2. REAGENT PREPARATION

2.1 Phosphate Buffers
2.1.1 Prepare 2 solutions: 1M K2HPO4 and 1M KH2PO4
2.1.2 To make a 1M Phosphate buffer (KPO4, pH 8.5-8.7) combine:
1M K2HPO4   9.5 mL
1M KH2PO4  0.5 mL
(Store 1M KPO4 (pH 8.5) @-20°C in 10ml aliquots)
2.1.3 For 100 mL Phosphate wash buffer (5 mM KPO4, pH 8.0, 80% EtOH) mix:
1 M KPO4 pH 8.5 0.5 mL
MilliQ water  15.25 mL
95% ethanol  84.25 mL
Note: Wash buffer will be slightly cloudy at first. Store Phosphate wash buffer @ room temperature.

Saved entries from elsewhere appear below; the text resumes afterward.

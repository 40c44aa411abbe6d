use std::path::PathBuf;
use thiserror::Error;

#[derive(Error, Debug)]
pub enum PreprocessError {
    #[error("the file could not be read")]
    IOError(PathBuf, std::io::Error),
    #[error("the #version directive does not carry a numeric version: {0}")]
    MalformedVersionDirective(String),
}
pub mod glsl;

pub use glsl::{spirv_to_glsl, CrossGlsl};
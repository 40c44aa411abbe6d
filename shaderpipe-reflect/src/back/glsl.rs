use crate::error::ShaderDecompileError;
use shaderpipe_common::GlslVersion;
use spirv_cross::glsl;
use spirv_cross::spirv::{Ast, Module};

/// GLSL dialect spirv-cross emits for an output profile.
///
/// Profile 310 is the ES dialect; desktop GLSL defines no 310.
pub(crate) fn output_dialect(version: GlslVersion) -> glsl::Version {
    match version {
        GlslVersion::V3_10 => glsl::Version::V3_10Es,
        GlslVersion::V3_30 => glsl::Version::V3_30,
        GlslVersion::V4_50 => glsl::Version::V4_50,
    }
}

/// Whether the emitted source must request the legacy 420pack layout
/// extension. Every profile below 450 does.
pub(crate) fn needs_legacy_pack_extension(version: GlslVersion) -> bool {
    version != GlslVersion::V4_50
}

/// SPIR-V to GLSL recompiler backed by spirv-cross.
pub struct CrossGlsl {
    ast: Ast<glsl::Target>,
}

impl CrossGlsl {
    /// Parse a compiled module for recompilation.
    pub fn parse(spirv: &[u32]) -> Result<Self, ShaderDecompileError> {
        let module = Module::from_words(spirv);
        let ast = Ast::parse(&module)?;
        Ok(CrossGlsl { ast })
    }

    /// Recompile the module to GLSL source for the given output profile.
    pub fn compile(mut self, version: GlslVersion) -> Result<String, ShaderDecompileError> {
        let mut options = glsl::CompilerOptions::default();
        options.version = output_dialect(version);
        options.vulkan_semantics = false;
        options.separate_shader_objects = false;
        options.enable_420_pack_extension = needs_legacy_pack_extension(version);

        self.ast.set_compiler_options(&options)?;
        Ok(self.ast.compile()?)
    }
}

/// Recompile a SPIR-V module to GLSL source targeting an output profile.
pub fn spirv_to_glsl(spirv: &[u32], version: GlslVersion) -> Result<String, ShaderDecompileError> {
    CrossGlsl::parse(spirv)?.compile(version)
}
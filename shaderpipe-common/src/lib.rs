use bitflags::bitflags;

/// A programmable pipeline stage a shader can be compiled for.
///
/// Chosen by the caller before compilation; a compiled module carries its
/// stage in its execution model, see `shaderpipe-reflect`.
#[repr(u32)]
#[derive(Debug, Copy, Clone, PartialEq, Eq, Hash)]
pub enum ShaderStage {
    Vertex,
    TessControl,
    TessEval,
    Geometry,
    Fragment,
    Compute,
    RayGeneration,
    Intersection,
    AnyHit,
    ClosestHit,
    Miss,
    Callable,
    Task,
    Mesh,
}

bitflags! {
    /// Stage visibility of a reflected resource.
    ///
    /// Bit values are identical to Vulkan's `VkShaderStageFlagBits`, so a
    /// mask can be handed to a descriptor-set-layout or push-constant-range
    /// builder unchanged.
    pub struct ShaderStageMask: u32 {
        const VERTEX = 0x0000_0001;
        const TESS_CONTROL = 0x0000_0002;
        const TESS_EVAL = 0x0000_0004;
        const GEOMETRY = 0x0000_0008;
        const FRAGMENT = 0x0000_0010;
        const COMPUTE = 0x0000_0020;
        const TASK = 0x0000_0040;
        const MESH = 0x0000_0080;
        const RAY_GENERATION = 0x0000_0100;
        const ANY_HIT = 0x0000_0200;
        const CLOSEST_HIT = 0x0000_0400;
        const MISS = 0x0000_0800;
        const INTERSECTION = 0x0000_1000;
        const CALLABLE = 0x0000_2000;
    }
}

impl ShaderStage {
    /// The visibility bit for this stage.
    pub const fn mask(self) -> ShaderStageMask {
        match self {
            ShaderStage::Vertex => ShaderStageMask::VERTEX,
            ShaderStage::TessControl => ShaderStageMask::TESS_CONTROL,
            ShaderStage::TessEval => ShaderStageMask::TESS_EVAL,
            ShaderStage::Geometry => ShaderStageMask::GEOMETRY,
            ShaderStage::Fragment => ShaderStageMask::FRAGMENT,
            ShaderStage::Compute => ShaderStageMask::COMPUTE,
            ShaderStage::RayGeneration => ShaderStageMask::RAY_GENERATION,
            ShaderStage::Intersection => ShaderStageMask::INTERSECTION,
            ShaderStage::AnyHit => ShaderStageMask::ANY_HIT,
            ShaderStage::ClosestHit => ShaderStageMask::CLOSEST_HIT,
            ShaderStage::Miss => ShaderStageMask::MISS,
            ShaderStage::Callable => ShaderStageMask::CALLABLE,
            ShaderStage::Task => ShaderStageMask::TASK,
            ShaderStage::Mesh => ShaderStageMask::MESH,
        }
    }
}

/// Vulkan runtime version a module is compiled against.
///
/// Governs the compiler's client environment and the emitted SPIR-V
/// version. Independent of [`GlslVersion`], which only affects
/// recompilation back to source.
#[repr(u32)]
#[derive(Debug, Copy, Clone, PartialEq, Eq, PartialOrd, Ord, Hash)]
pub enum VulkanVersion {
    V1_0,
    V1_1,
    V1_2,
    V1_3,
    V1_4,
}

/// GLSL profile emitted when recompiling a module back to source.
#[repr(u32)]
#[derive(Debug, Copy, Clone, PartialEq, Eq, PartialOrd, Ord, Hash)]
pub enum GlslVersion {
    /// Mobile / web targets.
    V3_10,
    /// Compatibility desktop targets.
    V3_30,
    /// Modern desktop targets.
    V4_50,
}

impl GlslVersion {
    /// The numeric profile written into the emitted `#version` directive.
    pub const fn numeric(self) -> u32 {
        match self {
            GlslVersion::V3_10 => 310,
            GlslVersion::V3_30 => 330,
            GlslVersion::V4_50 => 450,
        }
    }
}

2.1.4  Phosphate elution buffer (PEB) is made by diluting 1 M KPO4, pH 8.5 to 4 mM with MilliQ water. Make 10 ml, aliquot into 1.0 ml, and store @-20°C
2.1.5 To prepare  0.1 M KPO4 (pH=7.5) mix, then autoclave:
 1M K2HPO4  41.5 mL
 1M KH2PO4  8.5 mL
 MilliQ water  450 mL
2.2 Aminoallyl dUTP
2.2.1 For a final concentration of 100 mM add 19.1 µL of 0.1 M KPO4 buffer (pH 7.5) to a stock vial containing 1 mg of aa-dUTP. Gently vortex to mix and transfer the aa-dUTP solution into a new microfuge tube. Store at –20°C.

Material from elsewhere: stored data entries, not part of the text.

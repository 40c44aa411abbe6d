use crate::error::ShaderReflectError;
use crate::reflect::layout::{
    DescriptorBinding, DescriptorKind, PushConstantRange, ShaderReflection, StageAttribute,
};
use rustc_hash::FxHashSet;
use shaderpipe_common::{ShaderStage, ShaderStageMask};
use spirq::spirv::ExecutionModel;
use spirq::ty::{DescriptorType, ScalarType, Type};
use spirq::var::Variable;
use spirq::ReflectConfig;

/// Stage a module's declared execution model classifies to.
///
/// `None` for models outside this vocabulary (e.g. OpenCL kernels); during
/// reflection that degrades to an empty stage mask, never an error.
pub fn stage_for_execution_model(model: ExecutionModel) -> Option<ShaderStage> {
    match model {
        ExecutionModel::Vertex => Some(ShaderStage::Vertex),
        ExecutionModel::TessellationControl => Some(ShaderStage::TessControl),
        ExecutionModel::TessellationEvaluation => Some(ShaderStage::TessEval),
        ExecutionModel::Geometry => Some(ShaderStage::Geometry),
        ExecutionModel::Fragment => Some(ShaderStage::Fragment),
        ExecutionModel::GLCompute => Some(ShaderStage::Compute),
        ExecutionModel::RayGenerationNV => Some(ShaderStage::RayGeneration),
        ExecutionModel::IntersectionNV => Some(ShaderStage::Intersection),
        ExecutionModel::AnyHitNV => Some(ShaderStage::AnyHit),
        ExecutionModel::ClosestHitNV => Some(ShaderStage::ClosestHit),
        ExecutionModel::MissNV => Some(ShaderStage::Miss),
        ExecutionModel::CallableNV => Some(ShaderStage::Callable),
        ExecutionModel::TaskNV | ExecutionModel::TaskEXT => Some(ShaderStage::Task),
        ExecutionModel::MeshNV | ExecutionModel::MeshEXT => Some(ShaderStage::Mesh),
        _ => None,
    }
}

/// Execution model modules of this stage declare.
///
/// Inverse of [`stage_for_execution_model`] over the concrete stages; the
/// ray-tracing models carry their NV names, which SPIR-V aliases to the
/// KHR ones.
pub fn execution_model(stage: ShaderStage) -> ExecutionModel {
    match stage {
        ShaderStage::Vertex => ExecutionModel::Vertex,
        ShaderStage::TessControl => ExecutionModel::TessellationControl,
        ShaderStage::TessEval => ExecutionModel::TessellationEvaluation,
        ShaderStage::Geometry => ExecutionModel::Geometry,
        ShaderStage::Fragment => ExecutionModel::Fragment,
        ShaderStage::Compute => ExecutionModel::GLCompute,
        ShaderStage::RayGeneration => ExecutionModel::RayGenerationNV,
        ShaderStage::Intersection => ExecutionModel::IntersectionNV,
        ShaderStage::AnyHit => ExecutionModel::AnyHitNV,
        ShaderStage::ClosestHit => ExecutionModel::ClosestHitNV,
        ShaderStage::Miss => ExecutionModel::MissNV,
        ShaderStage::Callable => ExecutionModel::CallableNV,
        ShaderStage::Task => ExecutionModel::TaskEXT,
        ShaderStage::Mesh => ExecutionModel::MeshEXT,
    }
}

/// Reflect a compiled module's external interface.
///
/// Fails only when the module cannot be parsed. Every resource category is
/// reflected independently and best-effort: a category nothing declares
/// comes back as an empty collection, a resource kind outside the
/// vocabulary is skipped, and an array dimension the module does not
/// record a literal size for counts as `1`.
pub fn reflect_spirv(words: &[u32]) -> Result<ShaderReflection, ShaderReflectError> {
    let entry_points = ReflectConfig::new()
        .spv(words)
        .ref_all_rscs(true)
        .reflect()
        .map_err(|err| ShaderReflectError::SpirvParseError(format!("{err:?}")))?;

    let mut reflection = ShaderReflection::default();
    let Some(entry_point) = entry_points.first() else {
        return Ok(reflection);
    };

    let stage_mask = stage_for_execution_model(entry_point.exec_model)
        .map(ShaderStage::mask)
        .unwrap_or_else(ShaderStageMask::empty);

    let mut occupied_slots = FxHashSet::default();
    for var in entry_point.vars.iter() {
        match var {
            Variable::Descriptor {
                name,
                desc_bind,
                desc_ty,
                ty,
                nbind,
            } => {
                let Some(kind) = descriptor_kind(desc_ty) else {
                    continue;
                };
                let set = desc_bind.set();
                let binding = desc_bind.bind();
                if !occupied_slots.insert((set, binding)) {
                    continue;
                }
                reflection.descriptor_bindings.push(DescriptorBinding {
                    set,
                    binding,
                    name: binding_name(name, set, binding),
                    kind,
                    count: descriptor_count(ty, *nbind),
                    stage_mask,
                });
            }
            Variable::PushConstant { ty, .. } => {
                reflection.push_constants.push(PushConstantRange {
                    offset: 0,
                    size: ty.nbyte().unwrap_or(0) as u32,
                    stage_mask,
                });
            }
            Variable::Input { name, location, ty } => {
                reflection
                    .inputs
                    .push(stage_attribute(name, location.loc(), ty));
            }
            Variable::Output { name, location, ty } => {
                reflection
                    .outputs
                    .push(stage_attribute(name, location.loc(), ty));
            }
            _ => {}
        }
    }

    Ok(reflection)
}

fn descriptor_kind(desc_ty: &DescriptorType) -> Option<DescriptorKind> {
    match desc_ty {
        DescriptorType::UniformBuffer() => Some(DescriptorKind::UniformBuffer),
        DescriptorType::StorageBuffer(_) => Some(DescriptorKind::StorageBuffer),
        DescriptorType::CombinedImageSampler() => Some(DescriptorKind::CombinedImageSampler),
        DescriptorType::SampledImage() => Some(DescriptorKind::SampledImage),
        DescriptorType::Sampler() => Some(DescriptorKind::Sampler),
        DescriptorType::StorageImage(_) => Some(DescriptorKind::StorageImage),
        DescriptorType::InputAttachment(_) => Some(DescriptorKind::InputAttachment),
        DescriptorType::AccelStruct() => Some(DescriptorKind::AccelerationStructure),
        // Texel buffers and anything newer are not part of the interface
        // this layer describes.
        _ => None,
    }
}

/// Descriptor count of a resource: the product of its array dimensions.
///
/// Dimensions without a literal size in the module (specialization
/// constants, runtime-sized arrays) count as `1`, and a zero dimension is
/// clamped to `1`, so the multiplicity is always workable for pool sizing
/// even when it cannot be exact.
fn descriptor_count(ty: &Type, nbind: u32) -> u32 {
    let mut ty = ty;
    let mut total: u32 = 1;
    let mut arrayed = false;
    while let Type::Array(array_ty) = ty {
        arrayed = true;
        let dim = match array_ty.nelement {
            Some(0) | None => 1,
            Some(n) => n,
        };
        total = total.saturating_mul(dim);
        ty = &array_ty.element_ty;
    }
    if !arrayed && nbind > 1 {
        // The reader already folded the multiplicity into the bind count.
        return nbind;
    }
    total.max(1)
}

// Stripped debug names synthesize a fallback that is deterministic for
// the same module, so reflecting twice yields identical results.
fn binding_name(name: &Option<String>, set: u32, binding: u32) -> String {
    match name.as_deref() {
        Some(name) if !name.is_empty() => name.to_string(),
        _ => format!("_set{set}_binding{binding}"),
    }
}

fn attribute_name(name: &Option<String>, location: u32) -> String {
    match name.as_deref() {
        Some(name) if !name.is_empty() => name.to_string(),
        _ => format!("_location{location}"),
    }
}

fn stage_attribute(name: &Option<String>, location: u32, ty: &Type) -> StageAttribute {
    StageAttribute {
        location,
        name: attribute_name(name, location),
        component_count: component_count(ty),
        bit_width: scalar_bit_width(ty),
    }
}

fn component_count(ty: &Type) -> u32 {
    match ty {
        Type::Scalar(_) => 1,
        Type::Vector(vector_ty) => vector_ty.nscalar,
        Type::Matrix(matrix_ty) => matrix_ty.vector_ty.nscalar,
        Type::Array(array_ty) => component_count(&array_ty.element_ty),
        _ => 1,
    }
}

fn scalar_bit_width(ty: &Type) -> u32 {
    match ty {
        Type::Scalar(scalar_ty) => scalar_bits(scalar_ty),
        Type::Vector(vector_ty) => scalar_bits(&vector_ty.scalar_ty),
        Type::Matrix(matrix_ty) => scalar_bits(&matrix_ty.vector_ty.scalar_ty),
        Type::Array(array_ty) => scalar_bit_width(&array_ty.element_ty),
        _ => 32,
    }
}

fn scalar_bits(scalar_ty: &ScalarType) -> u32 {
    match scalar_ty {
        ScalarType::Integer { bits, .. } => *bits as u32,
        ScalarType::Float { bits } => *bits as u32,
        _ => 32,
    }
}

#[cfg(test)]
mod test {
    use crate::reflect::spirq::{
        descriptor_count, execution_model, stage_for_execution_model,
    };
    use spirq::spirv::ExecutionModel;
    use spirq::ty::{ArrayType, ScalarType, Type};
    use shaderpipe_common::ShaderStage;

    fn float_scalar() -> Type {
        Type::Scalar(ScalarType::Float { bits: 32 })
    }

    fn array_of(element_ty: Type, nelement: Option<u32>) -> Type {
        Type::Array(ArrayType {
            element_ty: Box::new(element_ty),
            nelement,
            stride: None,
        })
    }

    #[test]
    fn execution_models_round_trip_every_stage() {
        let stages = [
            ShaderStage::Vertex,
            ShaderStage::TessControl,
            ShaderStage::TessEval,
            ShaderStage::Geometry,
            ShaderStage::Fragment,
            ShaderStage::Compute,
            ShaderStage::RayGeneration,
            ShaderStage::Intersection,
            ShaderStage::AnyHit,
            ShaderStage::ClosestHit,
            ShaderStage::Miss,
            ShaderStage::Callable,
            ShaderStage::Task,
            ShaderStage::Mesh,
        ];
        for stage in stages {
            assert_eq!(stage_for_execution_model(execution_model(stage)), Some(stage));
        }
    }

    #[test]
    fn kernels_classify_to_no_stage() {
        assert_eq!(stage_for_execution_model(ExecutionModel::Kernel), None);
    }

    #[test]
    fn unarrayed_resources_count_one() {
        assert_eq!(descriptor_count(&float_scalar(), 1), 1);
    }

    #[test]
    fn literal_dimensions_multiply() {
        assert_eq!(descriptor_count(&array_of(float_scalar(), Some(4)), 4), 4);
        let nested = array_of(array_of(float_scalar(), Some(2)), Some(4));
        assert_eq!(descriptor_count(&nested, 8), 8);
    }

    #[test]
    fn unresolved_dimensions_count_one() {
        assert_eq!(descriptor_count(&array_of(float_scalar(), None), 0), 1);
        let mixed = array_of(array_of(float_scalar(), None), Some(4));
        assert_eq!(descriptor_count(&mixed, 0), 4);
    }

    #[test]
    fn zero_dimensions_clamp_to_one() {
        assert_eq!(descriptor_count(&array_of(float_scalar(), Some(0)), 0), 1);
    }

    #[test]
    fn stripped_names_synthesize_deterministic_fallbacks() {
        use crate::reflect::spirq::{attribute_name, binding_name};

        assert_eq!(binding_name(&None, 1, 3), "_set1_binding3");
        assert_eq!(binding_name(&Some(String::new()), 1, 3), "_set1_binding3");
        assert_eq!(binding_name(&Some("u_scene".into()), 1, 3), "u_scene");
        assert_eq!(attribute_name(&None, 2), "_location2");
    }
}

2.2.2 Measure the concentration of the aa-dUTP solution by diluting an aliquot 1:5000 in 0.1 M KPO4 (pH 7.5) and measuring the OD289. (Stock concentration in mM = OD289 x 704)
2.3 Labeling Mix (50X) with 2:3 aa-dUTP: dTTP ratio
2.3.1 Mix the following reagents:
 
Stocks Mix: Final Concentration
dATP (100 mM) 5 µL (25 mM)
dCTP (100 mM) 5 µL (25 mM)
dGTP (100 mM) 5 µL  (25 mM)
dTTP (100 mM) 3µL (15 mM)
aa-dUTP (100 mM) 2µL (10 mM)
Total: 20µL  
Note: Varying the ratio of aa-dUTP to dTTP will affect incorporation
2.3.2 Store unused solution ("aa-dNTP Mix") at –20°C.

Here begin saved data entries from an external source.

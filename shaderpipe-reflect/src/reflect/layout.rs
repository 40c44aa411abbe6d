use shaderpipe_common::ShaderStageMask;

/// The kind of bindable resource a descriptor slot holds.
#[derive(Debug, Copy, Clone, PartialEq, Eq, Hash)]
pub enum DescriptorKind {
    UniformBuffer,
    StorageBuffer,
    CombinedImageSampler,
    SampledImage,
    Sampler,
    StorageImage,
    InputAttachment,
    AccelerationStructure,
}

/// A bindable resource slot declared by a module.
///
/// `(set, binding)` pairs are unique within one [`ShaderReflection`].
#[derive(Debug, Clone, PartialEq, Eq)]
pub struct DescriptorBinding {
    pub set: u32,
    pub binding: u32,
    pub name: String,
    pub kind: DescriptorKind,
    /// Array multiplicity of the slot, always at least 1.
    pub count: u32,
    pub stage_mask: ShaderStageMask,
}

/// A push constant block declared by a module.
///
/// `offset` is always `0`: ranges cover whole blocks, sub-range activity
/// is not analyzed.
#[derive(Debug, Clone, PartialEq, Eq)]
pub struct PushConstantRange {
    pub offset: u32,
    pub size: u32,
    pub stage_mask: ShaderStageMask,
}

/// A stage input or output variable.
#[derive(Debug, Clone, PartialEq, Eq)]
pub struct StageAttribute {
    pub location: u32,
    pub name: String,
    pub component_count: u32,
    pub bit_width: u32,
}

/// The external interface of a compiled module.
///
/// Collections keep the module's enumeration order; the order is stable
/// for a given module and toolchain but carries no meaning.
#[derive(Debug, Clone, Default, PartialEq, Eq)]
pub struct ShaderReflection {
    pub descriptor_bindings: Vec<DescriptorBinding>,
    pub push_constants: Vec<PushConstantRange>,
    pub inputs: Vec<StageAttribute>,
    pub outputs: Vec<StageAttribute>,
}
use shaderpipe_common::{GlslVersion, ShaderStage, VulkanVersion};
use shaderpipe_reflect::back;
use shaderpipe_reflect::error::{ShaderCompileError, ShaderDecompileError, ShaderReflectError};
use shaderpipe_reflect::front::GlslangCompilation;
use shaderpipe_reflect::reflect::{reflect_spirv, ShaderReflection};
use thiserror::Error;

/// Error type for the compile-and-reflect pipeline.
#[non_exhaustive]
#[derive(Error, Debug)]
pub enum ShaderPipelineError {
    /// The source failed to compile.
    #[error("shader compile error")]
    CompileError(#[from] ShaderCompileError),
    /// The compiled module failed to reflect.
    #[error("shader reflect error")]
    ReflectError(#[from] ShaderReflectError),
    /// The module failed to recompile to source.
    #[error("shader decompile error")]
    DecompileError(#[from] ShaderDecompileError),
}

/// A compiled module together with the reflection computed from it.
///
/// The two fields are always mutually consistent: the reflection was
/// computed from exactly these words.
#[derive(Debug, Clone, PartialEq, Eq)]
pub struct CompiledShader {
    /// The module, as SPIR-V words.
    pub spirv: Vec<u32>,
    /// Interface reflection of the module.
    pub reflection: ShaderReflection,
}

/// Compile GLSL source into a SPIR-V module for the given stage and
/// Vulkan target.
///
/// The glslang-backed compiler keeps process-wide state; concurrent calls
/// are serialized internally.
pub fn glsl_to_spirv(
    source: &str,
    stage: ShaderStage,
    target: VulkanVersion,
) -> Result<Vec<u32>, ShaderCompileError> {
    Ok(GlslangCompilation::compile(source, stage, target)?.into_words())
}

/// Compile GLSL source and reflect the resulting module's interface.
///
/// Both compilation and reflection failures surface as an explicit error;
/// nothing is swallowed into a default reflection.
pub fn glsl_to_spirv_with_reflection(
    source: &str,
    stage: ShaderStage,
    target: VulkanVersion,
) -> Result<CompiledShader, ShaderPipelineError> {
    let spirv = glsl_to_spirv(source, stage, target)?;
    let reflection = reflect_spirv(&spirv)?;
    Ok(CompiledShader { spirv, reflection })
}

/// Recompile a SPIR-V module to GLSL source targeting an output profile.
pub fn spirv_to_glsl(
    spirv: &[u32],
    version: GlslVersion,
) -> Result<String, ShaderDecompileError> {
    back::glsl::spirv_to_glsl(spirv, version)
}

2.4 Sodium Carbonate Buffer (Na2CO3): 1M, pH 9.0
2.4.1 Dissolve 10.8 g Na2CO3 in 80 mL of MilliQ water
2.4.2 Adjust pH to 9.0 with 12 N HCl, then bring volume up to 100 mL with MilliQ water.
2.4.3 Aliquot into 1.0 mL tubes and freeze at -80°C. Use each tube for only 1-2 weeks.
Note: Carbonate buffer changes composition over time; aliquots stored at -80°C sould be made fresh every couple of months.
2.5 Cy-dye esters
2.5.1 Cy3-ester and Cy5-ester are provided From Amersham (# RPN5661) as a dried product in 12 tubes each.
2.5.2  Resuspend a tube of dye ester in 7.5 µL of anhydrous DMSO.
2.5.3  Aliquot 2.5 mL (approximately 13,000 picomoles) into 3 screw-cap tubes and place at -80°C in a light-proof rack with desiccant. This will allow you to use each packet three times.
2.5.3.1  For the PA23001 and PA25001 dye packets, resuspend in 20 µL and aliquot 2.5 µL (12,500 picomoles) into 8 tubes.
2.5.4 Wrap all reaction tubes with foil and keep covered as much as possible in order to prevent photobleaching of the dyes.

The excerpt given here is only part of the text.